The actual conversation is me guessing one part of the pair was once a teacher, based on the steady expression she maintained through the scenery and conversation loop, learning her husband had been raised on farm work and was once a machinist, daydreaming about their lives, their children, and the amazing scenery likely offered through their daily drives. It was the sort of conversation that happens on trains, a combination of detail and restraint, confession and pause. This, alongside the admission that we’ll all leave the train swearing it’s our last time on a train, because it’s slow and hard on the body, all the while knowing we will definitely be on a train again, awkwardly arranged in coach seats. No matter the discomforts, it seems criminal to just fly over Montana like it doesn’t mean to be there, like those mountains and rivers aren’t something to see. If I could take the whole thing by swingset I would, but until that feat of science, there’s Amtrak.

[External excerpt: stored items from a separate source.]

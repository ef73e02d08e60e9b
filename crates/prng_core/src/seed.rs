//! Explicit wall-clock seed sources.
//!
//! Generators never read the system time on their own. Code that wants a
//! time-derived seed passes a [`Clock`] to `from_clock`; tests pass a
//! [`FixedClock`] and get a reproducible sequence.

use chrono::{DateTime, Utc};
use tracing::debug;

/// Abstraction over the current time for seed derivation.
pub trait Clock {
    /// Returns the current time.
    fn now(&self) -> DateTime<Utc>;
}

/// Production clock that delegates to the system clock.
#[derive(Debug, Clone, Copy, Default)]
pub struct SystemClock;

impl Clock for SystemClock {
    fn now(&self) -> DateTime<Utc> {
        Utc::now()
    }
}

/// A clock that always returns a fixed point in time.
#[derive(Debug, Clone, Copy)]
pub struct FixedClock(pub DateTime<Utc>);

impl Clock for FixedClock {
    fn now(&self) -> DateTime<Utc> {
        self.0
    }
}

/// Derives a seed from the clock: whole seconds since the Unix epoch.
///
/// Times before the epoch wrap to large values rather than failing.
///
/// # Examples
///
/// ```rust
/// use chrono::{TimeZone, Utc};
/// use prng_core::seed::{time_seed, FixedClock};
///
/// let clock = FixedClock(Utc.timestamp_opt(1_700_000_000, 0).unwrap());
/// assert_eq!(time_seed(&clock), 1_700_000_000);
/// ```
pub fn time_seed<C: Clock + ?Sized>(clock: &C) -> u64 {
    let seconds = clock.now().timestamp();
    debug!(seed = seconds, "derived generator seed from clock");
    seconds as u64
}
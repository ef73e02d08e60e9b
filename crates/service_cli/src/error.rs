//! CLI error types

use prng_core::PrngError;
use thiserror::Error;

use crate::config::ConfigError;

/// Errors surfaced by the `prng` binary.
#[derive(Debug, Error)]
pub enum CliError {
    #[error(transparent)]
    Config(#[from] ConfigError),

    #[error("Generator error: {0}")]
    Prng(#[from] PrngError),

    #[error("Output error: {0}")]
    Io(#[from] std::io::Error),

    #[error("Invalid argument: {0}")]
    InvalidArgument(String),
}

/// Result alias for CLI operations.
pub type Result<T> = std::result::Result<T, CliError>;
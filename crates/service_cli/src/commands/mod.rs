//! CLI command implementations
//!
//! Each submodule implements a specific CLI command. Commands write their
//! results to a caller-supplied writer; diagnostics go through `tracing`.

pub mod bytes;
pub mod normal;
pub mod range;
pub mod sequence;

use prng_core::seed::time_seed;
use prng_core::{NormalApprox, PcgRandom, PrngError, PseudoRandom, SystemClock};
use tracing::info;

use crate::config::{CliConfig, GeneratorKind};

/// The generator selected by configuration.
#[derive(Debug, Clone, Copy, PartialEq, Eq)]
pub enum Generator {
    Legacy(PseudoRandom),
    Pcg(PcgRandom),
}

impl Generator {
    /// Build the configured generator, seeding from the system clock when no
    /// seed is configured.
    pub fn from_config(config: &CliConfig) -> Self {
        let seed = config.seed.unwrap_or_else(|| time_seed(&SystemClock));
        info!(
            generator = ?config.generator,
            seed,
            stream = config.stream,
            from_clock = config.seed.is_none(),
            "Generator initialised"
        );

        match config.generator {
            // Same truncation as a clock-seeded legacy generator.
            GeneratorKind::Legacy => Generator::Legacy(PseudoRandom::new(seed as i32)),
            GeneratorKind::Pcg => Generator::Pcg(PcgRandom::with_sequence(seed, config.stream)),
        }
    }

    /// Next raw output.
    pub fn next(&mut self) -> u32 {
        match self {
            Generator::Legacy(rng) => rng.next(),
            Generator::Pcg(rng) => rng.next(),
        }
    }

    /// Value in `[min, max]`.
    pub fn range(&mut self, min: i32, max: i32) -> Result<i32, PrngError> {
        match self {
            Generator::Legacy(rng) => rng.range(min, max),
            Generator::Pcg(rng) => rng.range(min, max),
        }
    }

    /// One approximately normal sample.
    pub fn normal(&mut self, dist: &NormalApprox) -> Result<i32, PrngError> {
        match self {
            Generator::Legacy(rng) => dist.sample(rng),
            Generator::Pcg(rng) => dist.sample(rng),
        }
    }

    /// Hex digits needed for one raw output.
    pub fn hex_width(&self) -> usize {
        match self {
            Generator::Legacy(_) => 4,
            Generator::Pcg(_) => 8,
        }
    }
}

#[cfg(test)]
pub(crate) fn test_config(generator: GeneratorKind, seed: u64) -> CliConfig {
    CliConfig {
        generator,
        seed: Some(seed),
        ..CliConfig::default()
    }
}

#[cfg(test)]
mod tests {
    use super::*;

    #[test]
    fn test_from_config_uses_fixed_seed() {
        let mut config = test_config(GeneratorKind::Pcg, 814538);
        config.stream = 998877;
        let mut generator = Generator::from_config(&config);
        assert_eq!(generator.next(), 0x48c5_93f8);

        let config = test_config(GeneratorKind::Legacy, 814538);
        let mut generator = Generator::from_config(&config);
        assert_eq!(generator.next(), 0x02fa);
        assert_eq!(generator.hex_width(), 4);
    }

    #[test]
    fn test_legacy_range_limit_surfaces() {
        let config = test_config(GeneratorKind::Legacy, 1);
        let mut generator = Generator::from_config(&config);
        assert!(matches!(
            generator.range(2000, 6000),
            Err(PrngError::RangeTooLarge { .. })
        ));
    }
}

The breakfast itself is terrible, wads of reheated eggs looking exhausted on a plate that somehow came to $20. The sun revealing green all around us was everything.

Part 3: Montana has us

Once the woman finished her anecdote about bear shit and the obligatory bear shitting in the woods joke, an elderly man in a bright red hat with long white hair (who had been staring at me for hours) finally saw fit to ask a question. That question was: “Is that Yellowstone?”

My brain said, “It’s Glacier National Park” and then followed with “that’s too much work” and so I had no choice but to answer: “Okay.”

“Maybe Middlefort or Middle Fork River?” he pressed. Wait, does that mean he thinks the river is Yellowstone and not the park, or are there two places with the same name?

I try to formulate a word but my chin just rotates in a circle, possibly off my face, and I think about reasons to cry. Some alert young man in the official outfit of snowboarders everywhere explained that the river branches from Yellowstone and runs into Coochie River. (Note to reader: in other circumstances I might see fit to harness the powers of the Google and learn what the proper river names were, but for the sake of this story I think we should all remain on the same confused, sleep-deprived, and desperate level. Remember: there is none of the internets!)

It seemed like I should compliment this young fellow for his knowledge, and so I said, “You know Geography!” Then I decided I shouldn’t talk anymore.

Still, Montana: giant trees and snow and great gorgeous mountain tops. The sky filled with hawks and eagles and blue. Great green stained rivers running a track that defies time. The land seemed strong in a way it isn’t in most other places in America, like it knows it’s going to outlast you and won’t kneel to the demands of industry. If it needs to, it will make the bear shit smell permanent to keep you at bay.

Throughout the train people kept telling me it’s going to get boring eventually, but I couldn’t hear it. Montana let us through, but just barely, and only because we kept to our track even more tightly than the river.